↓
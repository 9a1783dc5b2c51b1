//! Command-line argument definitions using clap.

use clap::{Args, Parser, Subcommand, ValueEnum};

use crate::output::OutputFormat;

/// Command-line dashboard for a Cloudflare tunnel panel
///
/// Start quick tunnels, register subdomains under your zones, and manage
/// saved bindings on a cfpanel backend.
///
/// Log in first with: cfpanel login
#[derive(Parser, Debug)]
#[command(name = "cfpanel")]
#[command(author, version, about, long_about = None)]
#[command(propagate_version = true)]
pub struct Cli {
    /// Backend URL (default http://127.0.0.1:5000)
    #[arg(short, long, env = "CFPANEL_URL", global = true)]
    pub url: Option<String>,

    /// Output format
    #[arg(short, long, global = true, value_enum)]
    pub output: Option<OutputFormat>,

    /// Increase verbosity
    #[arg(short, long, global = true)]
    pub verbose: bool,

    /// Disable colored output
    #[arg(long, global = true)]
    pub no_color: bool,

    /// Answer yes to every confirmation
    #[arg(short = 'y', long = "yes", global = true)]
    pub assume_yes: bool,

    #[command(subcommand)]
    pub command: Commands,
}

#[derive(Subcommand, Debug)]
pub enum Commands {
    /// Log in and save the session
    Login(LoginArgs),

    /// End the saved session
    Logout,

    /// Change the panel password
    Passwd(PasswdArgs),

    /// Start a temporary tunnel for a local port
    Temp(TempArgs),

    /// List the zones visible to a Cloudflare API token
    Zones(TokenArgs),

    /// Register a subdomain under one of your zones
    Register(RegisterArgs),

    /// List saved bindings
    List,

    /// Start the tunnel of a saved binding
    Run(DomainArgs),

    /// Delete a saved binding
    Delete(DomainArgs),

    /// Start a VMess/VLess node behind the tunnel
    Node(NodeArgs),

    /// Show which helper binaries the backend has
    Check,

    /// Start interactive shell mode
    Shell,

    /// Manage CLI configuration
    Config(ConfigArgs),
}

// ============================================================================
// Session commands
// ============================================================================

#[derive(Args, Debug)]
pub struct LoginArgs {
    /// Username (prompted if omitted and none is saved)
    pub username: Option<String>,

    /// Password (prompted if omitted)
    #[arg(short, long, env = "CFPANEL_PASSWORD", hide_env_values = true)]
    pub password: Option<String>,
}

#[derive(Args, Debug)]
pub struct PasswdArgs {
    /// Current password (prompted if omitted)
    #[arg(long)]
    pub old: Option<String>,

    /// New password (prompted if omitted)
    #[arg(long)]
    pub new: Option<String>,
}

// ============================================================================
// Tunnel commands
// ============================================================================

#[derive(Args, Debug)]
pub struct TempArgs {
    /// Local port to expose (default 8080)
    #[arg(short, long)]
    pub port: Option<String>,
}

#[derive(Args, Debug)]
pub struct TokenArgs {
    /// Cloudflare API token
    #[arg(short, long, env = "CF_API_TOKEN", hide_env_values = true)]
    pub token: Option<String>,
}

#[derive(Args, Debug)]
pub struct RegisterArgs {
    /// Subdomain label to create (e.g. "app")
    pub subdomain: String,

    /// Zone name or id to register under
    #[arg(short, long)]
    pub zone: String,

    /// Local port the tunnel forwards to
    #[arg(short, long)]
    pub port: String,

    /// Cloudflare account id
    #[arg(short, long, env = "CF_ACCOUNT_ID")]
    pub account_id: String,

    /// Local service scheme
    #[arg(long = "type", default_value = "http")]
    pub service_type: String,

    #[command(flatten)]
    pub token: TokenArgs,
}

#[derive(Args, Debug)]
pub struct DomainArgs {
    /// Domain of the saved binding
    pub domain: String,
}

/// Node protocol
#[derive(Debug, Clone, Copy, Default, ValueEnum, PartialEq, Eq)]
pub enum NodeKind {
    #[default]
    Vmess,
    Vless,
}

impl NodeKind {
    /// Label the backend expects
    pub const fn label(self) -> &'static str {
        match self {
            Self::Vmess => "VMess",
            Self::Vless => "VLess",
        }
    }
}

#[derive(Args, Debug)]
pub struct NodeArgs {
    /// Public domain used in the share link
    pub domain: String,

    /// Node protocol
    #[arg(long = "type", value_enum, default_value = "vmess")]
    pub kind: NodeKind,

    /// Local listen port
    #[arg(short, long, default_value = "8080")]
    pub port: String,

    /// WebSocket path
    #[arg(long, default_value = "/ws")]
    pub path: String,
}

// ============================================================================
// Config command
// ============================================================================

#[derive(Args, Debug)]
pub struct ConfigArgs {
    #[command(subcommand)]
    pub command: ConfigCommands,
}

#[derive(Subcommand, Debug)]
pub enum ConfigCommands {
    /// Show current configuration
    Show,

    /// Set a configuration value
    Set {
        /// Key to set (url, output_format, username, timeout_secs)
        key: String,

        /// Value to set
        value: String,
    },

    /// Show config file path
    Path,
}

#[cfg(test)]
mod tests {
    use super::*;
    use clap::CommandFactory;

    #[test]
    fn test_cli_is_well_formed() {
        Cli::command().debug_assert();
    }

    #[test]
    fn test_register_flags() {
        let cli = Cli::try_parse_from([
            "cfpanel", "register", "app", "--zone", "example.com", "--port", "3000",
            "--account-id", "acc", "--token", "T",
        ])
        .unwrap();

        let Commands::Register(args) = cli.command else {
            panic!("expected register");
        };
        assert_eq!(args.subdomain, "app");
        assert_eq!(args.service_type, "http");
        assert_eq!(args.token.token.as_deref(), Some("T"));
    }

    #[test]
    fn test_node_defaults() {
        let cli = Cli::try_parse_from(["cfpanel", "node", "n.example.com", "--type", "vless"])
            .unwrap();

        let Commands::Node(args) = cli.command else {
            panic!("expected node");
        };
        assert_eq!(args.kind.label(), "VLess");
        assert_eq!(args.port, "8080");
        assert_eq!(args.path, "/ws");
    }
}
↑
Beginning with the first line above, could you copy every line exactly, up to and including the one with "#[command(propagate_version = true)]"?

repository 9a1783dc5b2c51b1
//! Command-line argument definitions using clap.

use clap::{Args, Parser, Subcommand, ValueEnum};

use crate::output::OutputFormat;

/// Command-line dashboard for a Cloudflare tunnel panel
///
/// Start quick tunnels, register subdomains under your zones, and manage
/// saved bindings on a cfpanel backend.
///
/// Log in first with: cfpanel login
#[derive(Parser, Debug)]
#[command(name = "cfpanel")]
#[command(author, version, about, long_about = None)]
#[command(propagate_version = true)]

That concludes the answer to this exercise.